» **Records for this exercise**:
//! Stream layout, sampling constants, and Muse BLE wire-format helpers.
//!
//! The GATT UUIDs belong to the Muse vendor namespace
//! `273eXXXX-4c4d-454d-96be-f03bac821358` and are only compiled with the
//! `ble` feature; everything else here is transport-independent.

use crate::types::StreamType;

// ── Stream layout ─────────────────────────────────────────────────────────────

/// Expected number of channels per stream type.
///
/// The dispatcher rejects any frame whose value count does not match the
/// entry for its declared stream; see [`crate::parse::decode_sample`].
#[derive(Debug, Clone, Copy, PartialEq, Eq)]
pub struct StreamLayout {
    pub eeg: usize,
    pub accelerometer: usize,
    pub gyroscope: usize,
    pub ppg: usize,
    pub battery: usize,
}

impl StreamLayout {
    /// Layout for a Classic headset, with or without the AUX electrode.
    pub fn classic(enable_aux: bool) -> Self {
        Self {
            eeg: if enable_aux { 5 } else { 4 },
            ..Self::default()
        }
    }

    pub fn channels(&self, stream: StreamType) -> usize {
        match stream {
            StreamType::Eeg => self.eeg,
            StreamType::Accelerometer => self.accelerometer,
            StreamType::Gyroscope => self.gyroscope,
            StreamType::Ppg => self.ppg,
            StreamType::Battery => self.battery,
        }
    }
}

impl Default for StreamLayout {
    fn default() -> Self {
        Self {
            eeg: 4,
            accelerometer: 3,
            gyroscope: 3,
            ppg: PPG_CHANNEL_NAMES.len(),
            battery: 1,
        }
    }
}

// ── Sampling constants ────────────────────────────────────────────────────────

/// EEG sample rate in Hz (per channel).
pub const EEG_FREQUENCY: f64 = 256.0;

/// EEG values per channel in one Classic notification (≈ 46.9 ms at 256 Hz).
pub const EEG_SAMPLES_PER_READING: usize = 12;

/// PPG sample rate in Hz (per optical channel).
pub const PPG_FREQUENCY: f64 = 64.0;

/// Raw 24-bit PPG values in one notification (≈ 93.75 ms at 64 Hz).
pub const PPG_SAMPLES_PER_READING: usize = 6;

/// Accelerometer / gyroscope rate in Hz.
pub const IMU_FREQUENCY: f64 = 52.0;

/// XYZ triples in one IMU notification.
pub const IMU_SAMPLES_PER_READING: usize = 3;

// ── Human-readable labels ─────────────────────────────────────────────────────

/// Electrode names in EEG channel order.  `"AUX"` only with `enable_aux`.
pub const EEG_CHANNEL_NAMES: [&str; 5] = ["TP9", "AF7", "AF8", "TP10", "AUX"];

/// Optical channel names in PPG channel order.
pub const PPG_CHANNEL_NAMES: [&str; 3] = ["ambient", "infrared", "red"];

// ── Stream control ────────────────────────────────────────────────────────────

/// Control commands that bring a Classic headset into streaming mode.
///
/// `h` (halt) → `s` (status) → *preset* → `d` (data on):
///
/// | `enable_ppg` | `enable_aux` | Preset |
/// |---|---|---|
/// | false | false | `p21` (EEG only) |
/// | false | true  | `p20` (EEG + AUX) |
/// | true  | —     | `p50` (EEG + PPG) |
pub fn start_sequence(enable_aux: bool, enable_ppg: bool) -> [&'static str; 4] {
    let preset = if enable_ppg {
        "p50"
    } else if enable_aux {
        "p20"
    } else {
        "p21"
    };
    ["h", "s", preset, "d"]
}

/// Halts the data stream without dropping the link.
pub const STOP_COMMAND: &str = "h";

/// Encode a text command for the Muse control characteristic.
///
/// ```text
/// byte 0     : payload length (= command.len() + 1 for the trailing '\n')
/// bytes 1..N : ASCII command string
/// byte N+1   : '\n' terminator
/// ```
///
/// ```
/// # use headband_session::protocol::encode_command;
/// assert_eq!(encode_command("d"), &[0x02, b'd', b'\n']);
/// ```
pub fn encode_command(cmd: &str) -> Vec<u8> {
    let mut bytes = Vec::with_capacity(cmd.len() + 2);
    bytes.push((cmd.len() + 1) as u8);
    bytes.extend_from_slice(cmd.as_bytes());
    bytes.push(b'\n');
    bytes
}

/// Decode one control-characteristic notification into its text fragment.
///
/// Same length-prefix framing as [`encode_command`]; the length byte is
/// clamped to what was actually received.
pub fn decode_response(bytes: &[u8]) -> String {
    let Some((&len, rest)) = bytes.split_first() else {
        return String::new();
    };
    let end = (len as usize).min(rest.len());
    String::from_utf8_lossy(&rest[..end]).into_owned()
}

// ── GATT identifiers ──────────────────────────────────────────────────────────

#[cfg(feature = "ble")]
pub use gatt::*;

#[cfg(feature = "ble")]
mod gatt {
    use uuid::Uuid;

    /// Primary service advertised by every Muse headset.
    pub const MUSE_SERVICE_UUID: Uuid = Uuid::from_u128(0x0000fe8d_0000_1000_8000_00805f9b34fb);

    /// Bidirectional control channel (length-prefixed ASCII commands out,
    /// JSON fragments back).
    pub const CONTROL_CHARACTERISTIC: Uuid =
        Uuid::from_u128(0x273e0001_4c4d_454d_96be_f03bac821358);

    /// Battery / fuel gauge / temperature, roughly once per second.
    pub const TELEMETRY_CHARACTERISTIC: Uuid =
        Uuid::from_u128(0x273e000b_4c4d_454d_96be_f03bac821358);

    pub const GYROSCOPE_CHARACTERISTIC: Uuid =
        Uuid::from_u128(0x273e0009_4c4d_454d_96be_f03bac821358);

    pub const ACCELEROMETER_CHARACTERISTIC: Uuid =
        Uuid::from_u128(0x273e000a_4c4d_454d_96be_f03bac821358);

    /// One characteristic per electrode, in [`super::EEG_CHANNEL_NAMES`] order.
    pub const EEG_CHARACTERISTICS: [Uuid; 5] = [
        Uuid::from_u128(0x273e0003_4c4d_454d_96be_f03bac821358), // TP9
        Uuid::from_u128(0x273e0004_4c4d_454d_96be_f03bac821358), // AF7
        Uuid::from_u128(0x273e0005_4c4d_454d_96be_f03bac821358), // AF8
        Uuid::from_u128(0x273e0006_4c4d_454d_96be_f03bac821358), // TP10
        Uuid::from_u128(0x273e0007_4c4d_454d_96be_f03bac821358), // AUX
    ];

    /// One characteristic per optical channel, in [`super::PPG_CHANNEL_NAMES`] order.
    pub const PPG_CHARACTERISTICS: [Uuid; 3] = [
        Uuid::from_u128(0x273e000f_4c4d_454d_96be_f03bac821358), // ambient
        Uuid::from_u128(0x273e0010_4c4d_454d_96be_f03bac821358), // infrared
        Uuid::from_u128(0x273e0011_4c4d_454d_96be_f03bac821358), // red
    ];
}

» **What is required**: Set down exactly the lines from the opening line of the material through the line in which "pub const PPG_FREQUENCY: f64 = 64.0;" occurs, both included, and no other lines.

» **Solution below**:
//! Stream layout, sampling constants, and Muse BLE wire-format helpers.
//!
//! The GATT UUIDs belong to the Muse vendor namespace
//! `273eXXXX-4c4d-454d-96be-f03bac821358` and are only compiled with the
//! `ble` feature; everything else here is transport-independent.

use crate::types::StreamType;

// ── Stream layout ─────────────────────────────────────────────────────────────

/// Expected number of channels per stream type.
///
/// The dispatcher rejects any frame whose value count does not match the
/// entry for its declared stream; see [`crate::parse::decode_sample`].
#[derive(Debug, Clone, Copy, PartialEq, Eq)]
pub struct StreamLayout {
    pub eeg: usize,
    pub accelerometer: usize,
    pub gyroscope: usize,
    pub ppg: usize,
    pub battery: usize,
}

impl StreamLayout {
    /// Layout for a Classic headset, with or without the AUX electrode.
    pub fn classic(enable_aux: bool) -> Self {
        Self {
            eeg: if enable_aux { 5 } else { 4 },
            ..Self::default()
        }
    }

    pub fn channels(&self, stream: StreamType) -> usize {
        match stream {
            StreamType::Eeg => self.eeg,
            StreamType::Accelerometer => self.accelerometer,
            StreamType::Gyroscope => self.gyroscope,
            StreamType::Ppg => self.ppg,
            StreamType::Battery => self.battery,
        }
    }
}

impl Default for StreamLayout {
    fn default() -> Self {
        Self {
            eeg: 4,
            accelerometer: 3,
            gyroscope: 3,
            ppg: PPG_CHANNEL_NAMES.len(),
            battery: 1,
        }
    }
}

// ── Sampling constants ────────────────────────────────────────────────────────

/// EEG sample rate in Hz (per channel).
pub const EEG_FREQUENCY: f64 = 256.0;

/// EEG values per channel in one Classic notification (≈ 46.9 ms at 256 Hz).
pub const EEG_SAMPLES_PER_READING: usize = 12;

/// PPG sample rate in Hz (per optical channel).
pub const PPG_FREQUENCY: f64 = 64.0;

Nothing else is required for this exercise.